Why isn't pass struct by reference a common optimization?

performance optimization compiler-construction assembly struct

10,635

Solution 1

Don't forget that in C/C++ the compiler needs to be able to compile a call to a function based only on the function declaration.

Given that callers might be using only that information, there's no way for a compiler to compile the function to take advantage of the optimization you're talking about. The caller can't know the function won't modify anything and so it can't pass by ref. Since some callers might pass by value due to lack of detailed information, the function has to be compiled assuming pass-by-value and everybody needs to pass by value.

Note that even if you marked the parameter as 'const', the compiler still can't perform the optimization, because the function could be lying and cast away the constness (this is permitted and well-defined as long as the object being passed in is actually not const).

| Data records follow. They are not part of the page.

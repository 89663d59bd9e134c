//! Application state management

use std::sync::Arc;
use venue_backend::{BackendClient, DashboardStore, EndpointsClient, Provisioner, Repository};
use venue_core::{Config, Record, context_error, context_error::Result};
use venue_sheets::ExportFormat;

/// Shared application state
#[derive(Debug, Clone)]
pub struct AppState {
    /// Application configuration
    pub config: Config,
    /// Table client for the backend
    pub backend: BackendClient,
    /// Privileged REST endpoints
    pub endpoints: EndpointsClient,
    /// Employee and corporate provisioning
    pub provisioner: Provisioner,
    /// Cached dashboard numbers
    pub dashboard: DashboardStore,
}

impl AppState {
    /// Create new application state
    ///
    /// # Errors
    ///
    /// Returns an error if either client cannot be built from the configuration.
    pub fn new(config: Config) -> Result<Self> {
        let backend = BackendClient::new(&config.backend)
            .map_err(|e| context_error!("Invalid backend configuration: {}", e))?;
        let endpoints = EndpointsClient::new(&config.endpoints)
            .map_err(|e| context_error!("Invalid endpoints configuration: {}", e))?;
        let provisioner = Provisioner::new(backend.clone(), endpoints.clone(), &config.provisioning);

        Ok(Self {
            config,
            backend,
            endpoints,
            provisioner,
            dashboard: DashboardStore::new(),
        })
    }

    /// Wrap in an `Arc` for the router
    #[must_use]
    pub fn shared(self) -> Arc<Self> {
        Arc::new(self)
    }

    /// Typed access to the table behind `T`
    #[must_use]
    pub fn repository<T: Record>(&self) -> Repository<T> {
        Repository::new(self.backend.clone())
    }

    /// Export format used when a request names none
    #[must_use]
    pub fn default_export_format(&self) -> ExportFormat {
        self.config.export.format.parse().unwrap_or_default()
    }

    /// Check if the application is properly configured
    ///
    /// # Errors
    ///
    /// Returns an error if validation fails.
    pub fn validate(&self) -> Result<()> {
        if self.config.pagination.default_limit > self.config.pagination.max_limit {
            return Err(context_error!(
                "pagination.default_limit ({}) exceeds pagination.max_limit ({})",
                self.config.pagination.default_limit,
                self.config.pagination.max_limit
            ));
        }
        if self.config.export.format.parse::<ExportFormat>().is_err() {
            return Err(context_error!(
                "Unknown export format: {}",
                self.config.export.format
            ));
        }
        if self.config.export.batch_size == 0 {
            return Err(context_error!("export.batch_size must be positive"));
        }
        Ok(())
    }
}

#[cfg(test)]
#[allow(clippy::missing_panics_doc)]
mod tests {
    use super::*;
    use pretty_assertions::assert_eq;

    fn test_config() -> Config {
        let mut config = Config::default();
        config.backend.url = "http://127.0.0.1:54321".to_string();
        config.backend.anon_key = "anon".to_string();
        config.endpoints.base_url = "http://127.0.0.1:3000".to_string();
        config
    }

    #[test]
    fn test_state_from_config() {
        let state = AppState::new(test_config()).unwrap();
        assert_eq!(state.backend.base_url(), "http://127.0.0.1:54321");
        assert_eq!(state.default_export_format(), ExportFormat::Xlsx);
        assert!(state.validate().is_ok());
    }

    #[test]
    fn test_missing_endpoints_url_is_rejected() {
        let mut config = test_config();
        config.endpoints.base_url = String::new();
        let error = AppState::new(config).unwrap_err();
        assert!(error.to_string().contains("endpoints"));
    }

    #[test]
    fn test_validate_catches_inverted_limits() {
        let mut config = test_config();
        config.pagination.default_limit = 500;
        config.pagination.max_limit = 100;
        let state = AppState::new(config).unwrap();
        assert!(state.validate().is_err());
    }

    #[test]
    fn test_validate_catches_unknown_export_format() {
        let mut config = test_config();
        config.export.format = "pdf".to_string();
        let state = AppState::new(config).unwrap();
        assert!(state.validate().is_err());
        assert_eq!(state.default_export_format(), ExportFormat::Xlsx);
    }
}
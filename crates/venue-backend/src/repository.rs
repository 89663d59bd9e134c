//! Typed access to one table

use crate::client::{BackendClient, SelectQuery};
use crate::error::{BackendError, BackendResult};
use serde_json::Value;
use std::marker::PhantomData;
use tracing::{debug, warn};
use validator::Validate;
use venue_core::pagination::{Page, PageWindow};
use venue_core::types::{Record, RecycleBinEntry};

/// Records of type `T` read and written through a [`BackendClient`]
#[derive(Debug)]
pub struct Repository<T> {
    client: BackendClient,
    _record: PhantomData<fn() -> T>,
}

impl<T> Clone for Repository<T> {
    fn clone(&self) -> Self {
        Self {
            client: self.client.clone(),
            _record: PhantomData,
        }
    }
}

fn decode<T: Record>(row: Value) -> BackendResult<T> {
    serde_json::from_value(row).map_err(|e| BackendError::decode(T::TABLE.name(), e))
}

impl<T: Record> Repository<T> {
    /// Repository over `client`
    #[must_use]
    pub const fn new(client: BackendClient) -> Self {
        Self {
            client,
            _record: PhantomData,
        }
    }

    /// Underlying client
    #[must_use]
    pub const fn client(&self) -> &BackendClient {
        &self.client
    }

    fn query(window: PageWindow, search: Option<&str>) -> SelectQuery {
        SelectQuery::page(window)
            .search(T::SEARCH_COLUMNS, search)
            .order(T::ORDER_BY)
    }

    /// One page of records, newest first, optionally filtered by `search`
    ///
    /// A page past the end is clamped to the last page and fetched again.
    ///
    /// # Errors
    ///
    /// Returns an error if the request fails or a row does not decode.
    pub async fn list(&self, window: PageWindow, search: Option<&str>) -> BackendResult<Page<T>> {
        let (mut rows, total) = self
            .client
            .select_page(T::TABLE, &Self::query(window, search))
            .await?;
        let mut resolved = window.with_total(total);

        if resolved.page != window.page && total > 0 {
            debug!(table = %T::TABLE, requested = window.page, page = resolved.page, "Clamping page");
            let (clamped, total) = self
                .client
                .select_page(T::TABLE, &Self::query(resolved, search))
                .await?;
            rows = clamped;
            resolved = resolved.with_total(total);
        }

        let items = rows.into_iter().map(decode::<T>).collect::<BackendResult<Vec<T>>>()?;
        Ok(Page::new(items, resolved))
    }

    /// Every record matching `search`, as raw rows for export
    ///
    /// # Errors
    ///
    /// Returns an error if any page request fails.
    pub async fn export_rows(&self, search: Option<&str>, batch_size: u32) -> BackendResult<Vec<Value>> {
        let query = Self::query(PageWindow::request(1, batch_size), search);
        self.client.select_all(T::TABLE, &query, batch_size).await
    }

    /// Fetch one record
    ///
    /// # Errors
    ///
    /// Returns [`BackendError::NotFound`] when no row has `id`.
    pub async fn get(&self, id: &str) -> BackendResult<T> {
        let row = self
            .client
            .select_by_id(T::TABLE, id)
            .await?
            .ok_or_else(|| BackendError::not_found(T::TABLE, id))?;
        decode(row)
    }

    /// Validate and insert a record
    ///
    /// # Errors
    ///
    /// Returns a validation error before any request when the record is invalid.
    pub async fn create(&self, record: &T) -> BackendResult<T> {
        record.validate()?;
        let body = serde_json::to_value(record).map_err(|e| BackendError::decode(T::TABLE.name(), e))?;
        decode(self.client.insert(T::TABLE, &body).await?)
    }

    /// Apply a partial update
    ///
    /// The patch is merged over the stored row and the result validated as a
    /// whole record before anything is sent.
    ///
    /// # Errors
    ///
    /// Returns [`BackendError::NotFound`] for a missing row or a validation
    /// error when the merged record is invalid.
    pub async fn update(&self, id: &str, patch: &Value) -> BackendResult<T> {
        let Value::Object(changes) = patch else {
            return Err(venue_core::Error::validation("body", "patch must be a JSON object").into());
        };

        let mut merged = self
            .client
            .select_by_id(T::TABLE, id)
            .await?
            .ok_or_else(|| BackendError::not_found(T::TABLE, id))?;
        if let Value::Object(current) = &mut merged {
            for (key, value) in changes {
                current.insert(key.clone(), value.clone());
            }
        }
        serde_json::from_value::<T>(merged)
            .map_err(|e| venue_core::Error::validation("body", e.to_string()))?
            .validate()?;

        let mut changes = changes.clone();
        changes.remove("id");
        decode(self.client.update(T::TABLE, id, &Value::Object(changes)).await?)
    }

    /// Delete a record, copying it to the recycle bin first when `recycle` is set
    ///
    /// # Errors
    ///
    /// Returns an error if any step fails; a failed copy leaves the row in place.
    pub async fn remove(&self, id: &str, recycle: bool) -> BackendResult<Option<RecycleBinEntry>> {
        if recycle {
            return self.client.delete_to_recycle_bin(T::TABLE, id).await.map(Some);
        }
        warn!(table = %T::TABLE, id, "Deleting without recycle bin copy");
        self.client.delete(T::TABLE, id).await?;
        Ok(None)
    }

    /// Total rows in the table
    ///
    /// # Errors
    ///
    /// Returns an error if the count request fails.
    pub async fn count(&self) -> BackendResult<u64> {
        self.client.count(T::TABLE, &[]).await
    }
}
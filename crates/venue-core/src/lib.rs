//! Core records, configuration and data-shaping helpers for the venue admin console

#![forbid(unsafe_code)]
#![warn(
    clippy::all,
    clippy::pedantic,
    clippy::nursery,
    missing_docs,
    rust_2018_idioms
)]

pub mod columns;
pub mod config;
pub mod employees;
pub mod error;
pub mod facilities;
pub mod hours;
pub mod pagination;
pub mod serde_helpers;
pub mod types;
pub mod utils;

/// Error context for binaries
pub mod context_error {
    use std::{error::Error as StdError, fmt};

    /// An error message wrapping an optional source
    #[derive(Debug)]
    pub struct ContextError {
        source: Option<Box<dyn StdError + Send + Sync>>,
        message: String,
    }

    impl ContextError {
        /// Create a new context error from a message
        pub fn new<S: Into<String>>(message: S) -> Self {
            Self {
                source: None,
                message: message.into(),
            }
        }

        /// Wrap an existing error with context
        pub fn with_context<E, S>(error: E, message: S) -> Self
        where
            E: StdError + Send + Sync + 'static,
            S: Into<String>,
        {
            Self {
                source: Some(Box::new(error)),
                message: message.into(),
            }
        }
    }

    impl fmt::Display for ContextError {
        fn fmt(&self, f: &mut fmt::Formatter<'_>) -> fmt::Result {
            match &self.source {
                Some(source) => write!(f, "{}: {source}", self.message),
                None => write!(f, "{}", self.message),
            }
        }
    }

    impl StdError for ContextError {
        fn source(&self) -> Option<&(dyn StdError + 'static)> {
            self.source
                .as_ref()
                .map(|e| e.as_ref() as &(dyn StdError + 'static))
        }
    }

    /// Result type alias for context errors
    pub type Result<T> = std::result::Result<T, ContextError>;

    /// Create a context error from a message or format string
    #[macro_export]
    macro_rules! context_error {
        ($msg:literal) => {
            $crate::context_error::ContextError::new($msg)
        };
        ($fmt:expr, $($arg:tt)*) => {
            $crate::context_error::ContextError::new(format!($fmt, $($arg)*))
        };
    }

    /// Extension trait for adding context to results
    pub trait ResultExt<T> {
        /// Add context to an error
        ///
        /// # Errors
        ///
        /// Returns the wrapped error when `self` is `Err`.
        fn with_context<F, S>(self, f: F) -> Result<T>
        where
            F: FnOnce() -> S,
            S: Into<String>;
    }

    impl<T, E> ResultExt<T> for std::result::Result<T, E>
    where
        E: StdError + Send + Sync + 'static,
    {
        fn with_context<F, S>(self, f: F) -> Result<T>
        where
            F: FnOnce() -> S,
            S: Into<String>,
        {
            self.map_err(|e| ContextError::with_context(e, f()))
        }
    }

    impl From<std::io::Error> for ContextError {
        fn from(err: std::io::Error) -> Self {
            Self::with_context(err, "I/O operation failed")
        }
    }

    impl From<serde_json::Error> for ContextError {
        fn from(err: serde_json::Error) -> Self {
            Self::with_context(err, "JSON serialization failed")
        }
    }

    impl From<crate::Error> for ContextError {
        fn from(err: crate::Error) -> Self {
            Self::new(err.to_string())
        }
    }
}

// Re-export commonly used types
pub use config::Config;
pub use error::{Error, Result};
pub use hours::{DayHours, Weekday, WeeklyHours};
pub use pagination::{Page, PageWindow};
pub use types::{Record, RecordId, Table};

/// Initialize the logging system
///
/// `RUST_LOG` wins over `logging.level`. `logging.format` selects `json` or
/// human-readable output; `logging.file` appends to a file instead of stdout.
///
/// # Errors
///
/// Returns an error if the log file cannot be opened or a subscriber is
/// already installed.
pub fn init_logging(logging: &config::LoggingConfig) -> context_error::Result<()> {
    use context_error::{ContextError, ResultExt};
    use tracing_subscriber::{EnvFilter, Layer, fmt, layer::SubscriberExt, util::SubscriberInitExt};

    let filter = EnvFilter::try_from_default_env()
        .or_else(|_| EnvFilter::try_new(&logging.level))
        .unwrap_or_else(|_| EnvFilter::new("info"));

    let json = logging.format.eq_ignore_ascii_case("json");
    let layer = match &logging.file {
        Some(path) => {
            let file = std::fs::OpenOptions::new()
                .create(true)
                .append(true)
                .open(path)
                .with_context(|| format!("Failed to open log file {}", path.display()))?;
            let writer = std::sync::Mutex::new(file);
            if json {
                fmt::layer().json().with_writer(writer).boxed()
            } else {
                fmt::layer().with_ansi(false).with_writer(writer).boxed()
            }
        }
        None if json => fmt::layer().json().boxed(),
        None => fmt::layer().boxed(),
    };

    tracing_subscriber::registry()
        .with(filter)
        .with(layer)
        .try_init()
        .map_err(|e| ContextError::new(format!("Failed to install log subscriber: {e}")))
}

I think that for static functions (or those in an anonymous namespace), the compiler could possibly make the optimization you're talking about, since the function does not have external linkage. As long as the address of the function isn't passed to some other routine or stored in a pointer, it should not be callable from other code. In this case the compiler could have full knowledge of all callers, so I suppose it could make the optimization.

I'm not sure if any do (actually, I'd be surprised if any do, since it probably couldn't be applied very often).

Of course, as the programmer (when using C++) you can force the compiler to perform this optimization by using const& parameters whenever possible. I know you're asking why the compiler can't do it automatically, but I suppose this is the next best thing.

Solution 2

The problem is you're asking the compiler to make a decision about the intention of user code. Maybe I want my super large struct to be passed by value so that I can do something in the copy constructor. Believe me, someone out there has something they validly need to be called in a copy constructor for just such a scenario. Switching to a by ref will bypass the copy constructor.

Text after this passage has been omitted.